Diriwayatkan oleh Ibnu Hisyam bahwa Shafiyah binti Abdul Muthalib ra ketika melihat seorang Yahudi berkeliling di benteng, ia langsung menuruni benteng untuk mengejar musuh dan membunuhnya.

Dan masih banyak lagi contoh lainnya, yang tidak bisa disebutkan satu per satu.

Sedangkan kewajiban perempuan muslimah terhadap dakwah dan amar makruf nahi mungkar sama seperti laki-laki. Sebagaimana firman Allah SWT:
“Dan orang-orang yang beriman, lelaki dan perempuan, sebagian mereka (adalah) menjadi penolong bagi sebagian yang lain. Mereka menyuruh (mengerjakan) yang makruf, mencegah dari yang munkar, mendirikan shalat menunaikan zakat, dan mereka taat pada Allah dan Rasul-Nya. Mereka itu akan diberi rahmat oleh Allah. Sesungguhnya Allah Maha Perkasa lagi Maha Bijaksana.” (QS. At Taubah [9]: 71)

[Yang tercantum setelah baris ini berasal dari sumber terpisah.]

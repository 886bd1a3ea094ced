//! Template identifiers and the pure id↔path mapping.
//!
//! A [`TemplateId`] is a slash-separated relative path with the extension
//! stripped. It names one template/data/output triple:
//!
//! | Role   | Path                          |
//! |--------|-------------------------------|
//! | source | `<src_root>/<id>.mjml`        |
//! | data   | `<data_root>/<id>.json`       |
//! | output | `<output_root>/<id>.html`     |
//!
//! Discovery, rendering and watch-event resolution all go through the same
//! mapping, so resolving an event path for a file written at `data_path(id)`
//! yields `id` back.

use crate::{config::ProjectConfig, log};
use anyhow::{Context, Result, bail};
use std::{
    env, fmt,
    path::{Path, PathBuf},
};
use thiserror::Error;
use walkdir::WalkDir;

/// Recognized template extension under the source root.
pub const TEMPLATE_EXT: &str = "mjml";
/// Context file extension under the data root.
pub const DATA_EXT: &str = "json";
/// Rendered file extension under the output root.
pub const OUTPUT_EXT: &str = "html";

/// Extension-free relative path identifying one template/data/output triple.
#[derive(Debug, Clone, PartialEq, Eq, PartialOrd, Ord, Hash)]
pub struct TemplateId(String);

impl TemplateId {
    pub fn new(id: impl Into<String>) -> Self {
        Self(id.into())
    }

    pub fn as_str(&self) -> &str {
        &self.0
    }
}

impl fmt::Display for TemplateId {
    fn fmt(&self, f: &mut fmt::Formatter<'_>) -> fmt::Result {
        f.write_str(&self.0)
    }
}

/// Errors resolving a filesystem path back to a [`TemplateId`].
#[derive(Debug, Error)]
pub enum PathError {
    #[error("path `{path}` is not under the watched root `{root}`")]
    OutsideRoot { path: PathBuf, root: PathBuf },

    #[error("cannot derive a template identifier from `{path}`")]
    NoIdentifier { path: PathBuf },
}

// ============================================================================
// Mapping
// ============================================================================

fn mapped_path(root: &Path, id: &TemplateId, ext: &str) -> PathBuf {
    root.join(format!("{}.{ext}", id.as_str()))
}

/// `<src_root>/<id>.mjml`
pub fn source_path(config: &ProjectConfig, id: &TemplateId) -> PathBuf {
    mapped_path(&config.build.src, id, TEMPLATE_EXT)
}

/// `<data_root>/<id>.json`
pub fn data_path(config: &ProjectConfig, id: &TemplateId) -> PathBuf {
    mapped_path(&config.build.data, id, DATA_EXT)
}

/// `<output_root>/<id>.html`
pub fn output_path(config: &ProjectConfig, id: &TemplateId) -> PathBuf {
    mapped_path(&config.build.output, id, OUTPUT_EXT)
}

/// Resolve an absolute filesystem path back to a [`TemplateId`] by computing
/// it relative to the owning root and stripping the extension.
///
/// Used symmetrically by discovery and by watch-event resolution; a path
/// outside `root` is a hard error that tears down the watch loop.
pub fn resolve_event_path(root: &Path, path: &Path) -> Result<TemplateId, PathError> {
    let normalized = normalize_path(path);
    let rel = normalized
        .strip_prefix(root)
        .map_err(|_| PathError::OutsideRoot {
            path: path.to_path_buf(),
            root: root.to_path_buf(),
        })?;

    let rel = rel.with_extension("");
    let id = rel
        .components()
        .map(|c| c.as_os_str().to_string_lossy())
        .collect::<Vec<_>>()
        .join("/");

    if id.is_empty() {
        return Err(PathError::NoIdentifier {
            path: path.to_path_buf(),
        });
    }

    Ok(TemplateId(id))
}

/// Normalize a path to absolute form for reliable comparison.
///
/// Watcher events may arrive canonicalized while config roots are not (or
/// vice versa), so both sides go through the same normalization.
pub fn normalize_path(path: &Path) -> PathBuf {
    path.canonicalize().unwrap_or_else(|_| {
        if path.is_absolute() {
            path.to_path_buf()
        } else {
            env::current_dir().map_or_else(|_| path.to_path_buf(), |cwd| cwd.join(path))
        }
    })
}

// ============================================================================
// Discovery
// ============================================================================

/// Walk the source directory and return the sorted identifiers of every
/// recognized template file.
///
/// Files with other extensions are skipped with a warning; an empty result
/// is an error.
pub fn discover_templates(config: &ProjectConfig) -> Result<Vec<TemplateId>> {
    let src_root = &config.build.src;
    let mut ids = Vec::new();

    for entry in WalkDir::new(src_root) {
        let entry =
            entry.with_context(|| format!("Failed to walk {}", src_root.display()))?;
        if !entry.file_type().is_file() {
            continue;
        }

        let path = entry.path();
        if path.extension().and_then(|e| e.to_str()) != Some(TEMPLATE_EXT) {
            log!("warn"; "ignoring file with unknown extension: {}", path.display());
            continue;
        }

        ids.push(resolve_event_path(src_root, path)?);
    }

    if ids.is_empty() {
        bail!(
            "no templates to compile under {}",
            src_root.display()
        );
    }

    ids.sort();
    Ok(ids)
}

// ============================================================================
// Tests
// ============================================================================

#[cfg(test)]
mod tests {
    use super::*;
    use std::fs;

    fn test_config(root: &Path) -> ProjectConfig {
        let mut config = ProjectConfig::default();
        config.build.root = Some(root.to_path_buf());
        config.build.src = root.join("src");
        config.build.data = root.join("data");
        config.build.output = root.join("output");
        config
    }

    #[test]
    fn test_mapping_is_pure() {
        let config = test_config(Path::new("/project"));
        let id = TemplateId::new("welcome");

        assert_eq!(source_path(&config, &id), source_path(&config, &id));
        assert_eq!(
            source_path(&config, &id),
            PathBuf::from("/project/src/welcome.mjml")
        );
        assert_eq!(
            data_path(&config, &id),
            PathBuf::from("/project/data/welcome.json")
        );
        assert_eq!(
            output_path(&config, &id),
            PathBuf::from("/project/output/welcome.html")
        );
    }

    #[test]
    fn test_mapping_nested_id() {
        let config = test_config(Path::new("/project"));
        let id = TemplateId::new("billing/invoice");

        assert_eq!(
            source_path(&config, &id),
            PathBuf::from("/project/src/billing/invoice.mjml")
        );
        assert_eq!(
            output_path(&config, &id),
            PathBuf::from("/project/output/billing/invoice.html")
        );
    }

    #[test]
    fn test_data_path_round_trip() {
        let dir = tempfile::tempdir().unwrap();
        let root = dir.path().canonicalize().unwrap();
        let config = test_config(&root);

        for name in ["hello-world", "billing/invoice", "a/b/c"] {
            let id = TemplateId::new(name);
            let resolved =
                resolve_event_path(&config.build.data, &data_path(&config, &id)).unwrap();
            assert_eq!(resolved, id);
        }
    }

    #[test]
    fn test_source_path_round_trip() {
        let dir = tempfile::tempdir().unwrap();
        let root = dir.path().canonicalize().unwrap();
        let config = test_config(&root);

        let id = TemplateId::new("newsletter/weekly");
        let resolved =
            resolve_event_path(&config.build.src, &source_path(&config, &id)).unwrap();
        assert_eq!(resolved, id);
    }

    #[test]
    fn test_resolve_foreign_path_fails() {
        let dir = tempfile::tempdir().unwrap();
        let root = dir.path().canonicalize().unwrap();
        let config = test_config(&root);

        let err = resolve_event_path(&config.build.src, Path::new("/elsewhere/x.mjml"))
            .unwrap_err();
        assert!(matches!(err, PathError::OutsideRoot { .. }));
    }

    #[test]
    fn test_resolve_root_itself_fails() {
        let dir = tempfile::tempdir().unwrap();
        let root = dir.path().canonicalize().unwrap();

        let err = resolve_event_path(&root, &root).unwrap_err();
        assert!(matches!(err, PathError::NoIdentifier { .. }));
    }

    #[test]
    fn test_discover_templates() {
        let dir = tempfile::tempdir().unwrap();
        let root = dir.path().canonicalize().unwrap();
        let config = test_config(&root);

        fs::create_dir_all(config.build.src.join("billing")).unwrap();
        fs::write(config.build.src.join("welcome.mjml"), "<mjml></mjml>").unwrap();
        fs::write(
            config.build.src.join("billing/invoice.mjml"),
            "<mjml></mjml>",
        )
        .unwrap();
        // skipped with a warning, not an error
        fs::write(config.build.src.join("notes.txt"), "ignore me").unwrap();

        let ids = discover_templates(&config).unwrap();
        assert_eq!(
            ids,
            vec![
                TemplateId::new("billing/invoice"),
                TemplateId::new("welcome"),
            ]
        );
    }

    #[test]
    fn test_discover_templates_empty_is_error() {
        let dir = tempfile::tempdir().unwrap();
        let root = dir.path().canonicalize().unwrap();
        let config = test_config(&root);
        fs::create_dir_all(&config.build.src).unwrap();

        assert!(discover_templates(&config).is_err());
    }

    #[test]
    fn test_template_id_display_and_order() {
        let mut ids = vec![TemplateId::new("b"), TemplateId::new("a/x")];
        ids.sort();
        assert_eq!(ids[0].to_string(), "a/x");
        assert_eq!(ids[1].as_str(), "b");
    }
}
//! Live-reload push channel.
//!
//! A small HTTP server on the reload port serves the embedded client script
//! at `/livereload.js` and upgrades WebSocket connections at `/livereload`.
//! After each successful rebuild the watcher calls [`ReloadHub::notify`],
//! which pushes the changed path to every connected browser; the client
//! script reloads the page on any message.
//!
//! Each client gets its own writer thread fed by an mpsc channel, so the hub
//! holds only senders and a slow client cannot block the watch dispatcher.

use crate::{config::ProjectConfig, log, tasks::CancelToken};
use anyhow::{Context, Result, anyhow};
use std::{
    io::{self, Read, Write},
    net::SocketAddr,
    path::Path,
    sync::{
        Arc, Mutex, PoisonError,
        mpsc::{Receiver, Sender, channel},
    },
};
use tiny_http::{Header, ReadWrite, Request, Response, Server, StatusCode};
use tungstenite::{
    Message,
    handshake::derive_accept_key,
    protocol::{Role, WebSocket},
};

/// Live-reload client script (embedded at compile time)
const LIVERELOAD_JS: &str = include_str!("embed/livereload.js");

/// Fan-out point for reload notifications.
pub struct ReloadHub {
    clients: Mutex<Vec<Sender<String>>>,
}

impl ReloadHub {
    pub fn new() -> Self {
        Self {
            clients: Mutex::new(Vec::new()),
        }
    }

    /// Tell every connected client that `path` changed. Disconnected clients
    /// are pruned on the way.
    pub fn notify(&self, path: &Path) {
        let message = serde_json::json!({
            "command": "reload",
            "path": path.display().to_string(),
        })
        .to_string();

        let mut clients = self.lock_clients();
        clients.retain(|tx| tx.send(message.clone()).is_ok());
    }

    /// Drop every client sender; writer threads see the disconnect and
    /// close their sockets.
    pub fn close(&self) {
        self.lock_clients().clear();
    }

    pub fn client_count(&self) -> usize {
        self.lock_clients().len()
    }

    fn subscribe(&self) -> Receiver<String> {
        let (tx, rx) = channel();
        self.lock_clients().push(tx);
        rx
    }

    fn lock_clients(&self) -> std::sync::MutexGuard<'_, Vec<Sender<String>>> {
        self.clients.lock().unwrap_or_else(PoisonError::into_inner)
    }
}

/// Run the reload server until cancelled.
pub fn run_reload_server(
    config: &'static ProjectConfig,
    hub: Arc<ReloadHub>,
    token: CancelToken,
) -> Result<()> {
    let interface: std::net::IpAddr = config
        .serve
        .interface
        .parse()
        .context("Invalid serve interface")?;
    let addr = SocketAddr::new(interface, config.serve.reload_port);

    let server = Server::http(addr)
        .map_err(|err| anyhow!("Failed to bind reload server on {addr}: {err}"))?;
    let server = Arc::new(server);

    let server_for_cancel = Arc::clone(&server);
    let hub_for_cancel = Arc::clone(&hub);
    token.on_cancel(move || {
        hub_for_cancel.close();
        server_for_cancel.unblock();
    });

    log!("reload"; "ws://{addr}/livereload");

    for request in server.incoming_requests() {
        if token.is_cancelled() {
            break;
        }
        if let Err(err) = handle_request(request, config, &hub) {
            log!("reload"; "request error: {err:#}");
        }
    }

    Ok(())
}

fn handle_request(request: Request, config: &ProjectConfig, hub: &ReloadHub) -> Result<()> {
    let url_path = request.url().split('?').next().unwrap_or("").to_owned();

    match url_path.as_str() {
        "/livereload.js" => {
            let script =
                LIVERELOAD_JS.replace("{port}", &config.serve.reload_port.to_string());
            let response = Response::from_string(script).with_header(
                Header::from_bytes("Content-Type", "application/javascript; charset=utf-8")
                    .unwrap(),
            );
            request.respond(response)?;
            Ok(())
        }
        "/livereload" => upgrade_websocket(request, hub),
        _ => {
            request.respond(Response::from_string("404 Not Found").with_status_code(404))?;
            Ok(())
        }
    }
}

/// Complete the WebSocket handshake over tiny_http's connection upgrade and
/// hand the socket to a per-client writer thread.
fn upgrade_websocket(request: Request, hub: &ReloadHub) -> Result<()> {
    let key = request
        .headers()
        .iter()
        .find(|h| h.field.equiv("Sec-WebSocket-Key"))
        .map(|h| h.value.as_str().to_owned());

    let Some(key) = key else {
        request.respond(
            Response::from_string("missing Sec-WebSocket-Key").with_status_code(400),
        )?;
        return Ok(());
    };

    let accept = derive_accept_key(key.as_bytes());
    let response = Response::empty(StatusCode(101))
        .with_header(Header::from_bytes("Upgrade", "websocket").unwrap())
        .with_header(Header::from_bytes("Connection", "Upgrade").unwrap())
        .with_header(Header::from_bytes("Sec-WebSocket-Accept", accept).unwrap());

    let stream = request.upgrade("websocket", response);
    let messages = hub.subscribe();
    spawn_client_writer(ClientStream(stream), messages);

    Ok(())
}

fn spawn_client_writer(stream: ClientStream, messages: Receiver<String>) {
    std::thread::spawn(move || {
        let mut socket = WebSocket::from_raw_socket(stream, Role::Server, None);
        // recv fails once the hub drops the sender; close the socket then
        while let Ok(message) = messages.recv() {
            if socket.send(Message::Text(message.into())).is_err() {
                return;
            }
        }
        socket.close(None).ok();
        socket.flush().ok();
    });
}

/// Read/Write adapter for tiny_http's upgraded connection.
struct ClientStream(Box<dyn ReadWrite + Send>);

impl Read for ClientStream {
    fn read(&mut self, buf: &mut [u8]) -> io::Result<usize> {
        self.0.read(buf)
    }
}

impl Write for ClientStream {
    fn write(&mut self, buf: &[u8]) -> io::Result<usize> {
        self.0.write(buf)
    }

    fn flush(&mut self) -> io::Result<()> {
        self.0.flush()
    }
}

// ============================================================================
// Tests
// ============================================================================
//! Project configuration management for `mailforge.toml`.
//!
//! # Sections
//!
//! | Section     | Purpose                                        |
//! |-------------|------------------------------------------------|
//! | `[build]`   | Source, data and output directories            |
//! | `[serve]`   | Preview server (interface, ports, watch)       |
//!
//! # Example
//!
//! ```toml
//! [build]
//! src = "src"
//! data = "data"
//! output = "output"
//!
//! [serve]
//! interface = "127.0.0.1"
//! port = 3000
//! reload_port = 35700
//! watch = true
//! ```

mod build;
pub mod defaults;
mod error;
mod serve;

pub use build::BuildConfig;
pub use error::ConfigError;
pub use serve::ServeConfig;

use crate::cli::{Cli, Commands};
use anyhow::{Result, bail};
use educe::Educe;
use serde::{Deserialize, Serialize};
use std::{
    fs,
    net::IpAddr,
    path::{Path, PathBuf},
};

/// Root configuration structure representing mailforge.toml
#[derive(Debug, Clone, Educe, Serialize, Deserialize)]
#[educe(Default)]
#[serde(deny_unknown_fields)]
pub struct ProjectConfig {
    /// Absolute path to the config file (set after loading)
    #[serde(skip)]
    pub config_path: PathBuf,

    /// Build settings
    #[serde(default)]
    pub build: BuildConfig,

    /// Preview server settings
    #[serde(default)]
    pub serve: ServeConfig,
}

impl ProjectConfig {
    /// Parse configuration from TOML string
    pub fn from_str(content: &str) -> Result<Self> {
        let config: ProjectConfig = toml::from_str(content).map_err(ConfigError::Toml)?;
        Ok(config)
    }

    /// Load configuration from file path
    pub fn from_path(path: &Path) -> Result<Self> {
        let content =
            fs::read_to_string(path).map_err(|err| ConfigError::Io(path.to_path_buf(), err))?;
        Self::from_str(&content)
    }

    /// Get the project root directory path
    pub fn get_root(&self) -> &Path {
        self.build.root.as_deref().unwrap_or(Path::new("./"))
    }

    /// Set the project root directory path
    pub fn set_root(&mut self, path: &Path) {
        self.build.root = Some(path.to_path_buf());
    }

    /// Overlay CLI arguments onto the loaded configuration and normalize
    /// every directory path to an absolute path under the project root.
    pub fn update_with_cli(&mut self, cli: &Cli) {
        let root = cli
            .root
            .clone()
            .unwrap_or_else(|| self.get_root().to_owned());
        let root = crate::paths::normalize_path(&root);

        self.set_root(&root);
        self.config_path = crate::paths::normalize_path(&root.join(&cli.config));

        // Apply CLI overrides first, then anchor everything to the root
        Self::update_option(&mut self.build.src, cli.src.as_ref());
        Self::update_option(&mut self.build.data, cli.data.as_ref());
        Self::update_option(&mut self.build.output, cli.output.as_ref());

        self.build.src = crate::paths::normalize_path(&root.join(&self.build.src));
        self.build.data = crate::paths::normalize_path(&root.join(&self.build.data));
        self.build.output = crate::paths::normalize_path(&root.join(&self.build.output));

        if let Commands::Serve {
            interface,
            port,
            reload_port,
            watch,
        } = &cli.command
        {
            Self::update_option(&mut self.serve.interface, interface.as_ref());
            Self::update_option(&mut self.serve.port, port.as_ref());
            Self::update_option(&mut self.serve.reload_port, reload_port.as_ref());
            Self::update_option(&mut self.serve.watch, watch.as_ref());
        }
    }

    /// Update config option if CLI value is provided
    fn update_option<T: Clone>(config_option: &mut T, cli_option: Option<&T>) {
        if let Some(option) = cli_option {
            *config_option = option.clone();
        }
    }

    /// Validate configuration before running
    pub fn validate(&self) -> Result<()> {
        if !self.build.src.is_dir() {
            bail!(ConfigError::Validation(format!(
                "[build.src] directory not found: {}",
                self.build.src.display()
            )));
        }

        if self.serve.interface.parse::<IpAddr>().is_err() {
            bail!(ConfigError::Validation(format!(
                "[serve.interface] is not a valid IP address: {}",
                self.serve.interface
            )));
        }

        if self.serve.port == self.serve.reload_port {
            bail!(ConfigError::Validation(
                "[serve.port] and [serve.reload_port] must differ".into()
            ));
        }

        Ok(())
    }
}

// ============================================================================
// Tests
// ============================================================================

Itulah pandangan-pandangan Islam yang sangat penting. Seseorang yang telah menikah harus dapat menjaga keseimbangan antara mendapatkan hak dan melaksanakan kewajiban dalam kehidupan, tanpa meremehkan tanggung jawab yang ada di pundaknya dan kewajiban yang harus dijalankannya. Inilah Islam yang sesungguhnya.*

Dipetik dari tulisan Dr. Abdullah Nashih ‘Ulwan pada bukunya “Pendidikan Anak dalam Islam”.